There are multiple ways to obtain those fragment files. You can generate them on your local machine. For that to work you need additional software installed. How to do that is explained in a separate tutorial for fragment picking. Alternatively, you can submit your fasta file to the Robetta server:
http://robetta.bakerlab.org/

(3.) Copy the reference structure (if there is one) into your input file directory. Here, the native structure file is provided, so you can compare the generated models to the known native structure.

input_files/2LZMA.pdb

2. Run the Rosetta AbinitioRelax application.

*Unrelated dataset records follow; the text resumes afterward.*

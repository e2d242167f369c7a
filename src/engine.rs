use std::collections::HashMap;
use std::ffi::OsString;
use std::path::{Path, PathBuf};
use std::sync::atomic::{AtomicBool, Ordering};
use std::sync::mpsc::{self, Sender};
use std::sync::Arc;
use std::time::Instant;

use rayon::Scope;
use tracing::{debug, trace};

use crate::depth::Depth;
use crate::entry::Metadata;
use crate::error::FsMapError;
use crate::results::{Results, ScanStats};
use crate::traits::{Filter, Source};

// ---------------------------------------------------------------------------
// Engine options
// ---------------------------------------------------------------------------

/// Validated, immutable configuration handed from the builder to `run()`.
///
/// Shared by reference across every recursion level and worker; only the
/// depth budget changes from one level to the next, and it travels as an
/// argument.
pub(crate) struct EngineOptions {
    /// Absolute scan root. Base for relative key rendering at every level.
    pub root: PathBuf,
    pub depth: Depth,
    pub absolute_paths: bool,
    pub collect_errors: bool,
    pub source: Box<dyn Source>,
    pub filter: Arc<dyn Filter>,
    /// Dedicated pool, or `None` for rayon's global pool.
    pub pool: Option<rayon::ThreadPool>,
}

// ---------------------------------------------------------------------------
// Level
// ---------------------------------------------------------------------------

/// Partial result of one entry.
///
/// Every fan-out job sends its own `Level`; the fan-in merges them after
/// the scope joins, so no accumulator is ever shared between workers.
#[derive(Default)]
struct Level {
    entries: HashMap<PathBuf, Metadata>,
    files: usize,
    dirs: usize,
    skipped: usize,
    errors: Vec<FsMapError>,
}

impl Level {
    fn merge(mut self, mut other: Level) -> Level {
        // Extend the larger map with the smaller one.
        if self.entries.len() < other.entries.len() {
            std::mem::swap(&mut self.entries, &mut other.entries);
        }
        self.entries.extend(other.entries);
        self.files += other.files;
        self.dirs += other.dirs;
        self.skipped += other.skipped;
        self.errors.append(&mut other.errors);
        self
    }

    fn count(&mut self, metadata: &Metadata) {
        if metadata.is_dir() {
            self.dirs += 1;
        } else if metadata.is_file() {
            self.files += 1;
        }
    }

    fn suppress(&mut self, err: FsMapError, collect: bool) {
        debug!(error = %err, path = ?err.path(), "skipping");
        self.skipped += 1;
        if collect {
            self.errors.push(err);
        }
    }
}

// ---------------------------------------------------------------------------
// run()
// ---------------------------------------------------------------------------

/// Scan `opts.root` and return the merged result.
///
/// Called by `ScanBuilder::run()` after validating inputs. Fails only when
/// the root cannot be listed or a filter fails.
pub(crate) fn run(opts: EngineOptions) -> Result<Results, FsMapError> {
    let start = Instant::now();

    let level = match &opts.pool {
        Some(pool) => pool.install(|| opts.scan_tree()),
        None => opts.scan_tree(),
    }?;

    let duration = start.elapsed();
    debug!(
        root = %opts.root.display(),
        entries = level.entries.len(),
        files = level.files,
        dirs = level.dirs,
        skipped = level.skipped,
        ?duration,
        "scan complete"
    );

    Ok(Results {
        entries: level.entries,
        stats: ScanStats::compute(level.files, level.dirs, level.skipped, duration),
        errors: level.errors,
    })
}

/// Where every entry task delivers its partial level, or the fatal error
/// that ends the scan.
type Outcomes = Sender<Result<Level, FsMapError>>;

impl EngineOptions {
    /// List the root, fan out over the whole tree inside one rayon scope,
    /// then merge every partial level once the scope has joined.
    ///
    /// Each entry is its own spawned job, so nesting depth never grows the
    /// native stack. The first fatal error sent wins.
    fn scan_tree(&self) -> Result<Level, FsMapError> {
        let names = self.list(&self.root)?;
        let (tx, rx) = mpsc::channel();
        let abort = AtomicBool::new(false);

        rayon::scope(|s| self.fan_out(s, &self.root, names, self.depth, &tx, &abort));
        drop(tx);

        rx.into_iter()
            .try_fold(Level::default(), |acc, part| part.map(|p| acc.merge(p)))
    }

    fn list(&self, dir: &Path) -> Result<Vec<OsString>, FsMapError> {
        let names = self.source.read_dir(dir).map_err(|source| FsMapError::Listing {
            path: dir.to_path_buf(),
            source,
        })?;
        trace!(dir = %dir.display(), entries = names.len(), "listed");
        Ok(names)
    }

    /// Spawn one job per child of `dir`, listed with budget `depth`.
    fn fan_out<'s>(
        &'s self,
        s: &Scope<'s>,
        dir: &Path,
        names: Vec<OsString>,
        depth: Depth,
        tx: &Outcomes,
        abort: &'s AtomicBool,
    ) {
        for name in names {
            let path = dir.join(name);
            let tx = tx.clone();
            s.spawn(move |s| self.visit(s, path, depth, tx, abort));
        }
    }

    /// Probe one entry, record it if the filter accepts it, and fan out over
    /// its children if it is a directory and the budget allows.
    ///
    /// A failed probe or a failed listing of this entry is suppressed here,
    /// where it happened. A filter error is sent as fatal and stops new work.
    fn visit<'s>(
        &'s self,
        s: &Scope<'s>,
        path: PathBuf,
        depth: Depth,
        tx: Outcomes,
        abort: &'s AtomicBool,
    ) {
        if abort.load(Ordering::Relaxed) {
            return;
        }
        let mut level = Level::default();

        let metadata = match self.source.stat(&path) {
            Ok(m) => m,
            Err(source) => {
                level.suppress(FsMapError::Probe { path, source }, self.collect_errors);
                let _ = tx.send(Ok(level));
                return;
            }
        };
        level.count(&metadata);

        let is_dir = metadata.is_dir();
        match self.filter.accept(&path, &metadata) {
            Ok(true) => {
                level.entries.insert(self.render(&path), metadata);
            }
            Ok(false) => {}
            Err(err) => {
                abort.store(true, Ordering::Relaxed);
                let _ = tx.send(Err(err));
                return;
            }
        }

        // The filter decides inclusion only; rejected directories are still walked.
        if let Some(next) = depth.descend().filter(|_| is_dir) {
            match self.list(&path) {
                Ok(names) => self.fan_out(s, &path, names, next, &tx, abort),
                Err(err) => level.suppress(err, self.collect_errors),
            }
        }

        let _ = tx.send(Ok(level));
    }

    fn render(&self, path: &Path) -> PathBuf {
        if self.absolute_paths {
            return path.to_path_buf();
        }
        path.strip_prefix(&self.root)
            .map(Path::to_path_buf)
            .unwrap_or_else(|_| path.to_path_buf())
    }
}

# For a production run on a cluster, run AbinitioRelax.mpi.linuxclangrelease
$> ../../../main/source/bin/AbinitioRelax.default.linuxclangrelease @input_files/options

Alternatively, run in the background:

$ nohup ../../../main/source/bin/ AbinitioRelax.default.linuxclangrelease @input_files/options > log &

NOTE: This will take 10-20 minutes per structure.

Expected output:

S_00000001.pdb (the generated model)
score.sc (shows the total score and individual terms)

For an actual production run, 50,000 to 100,000 models need to be generated.

You probably want to use the silent file options

3. Analyze your results

Details of how to analyze data and how to select which of the 50,000 models would be your prediction are explained in the Analysis tutorial.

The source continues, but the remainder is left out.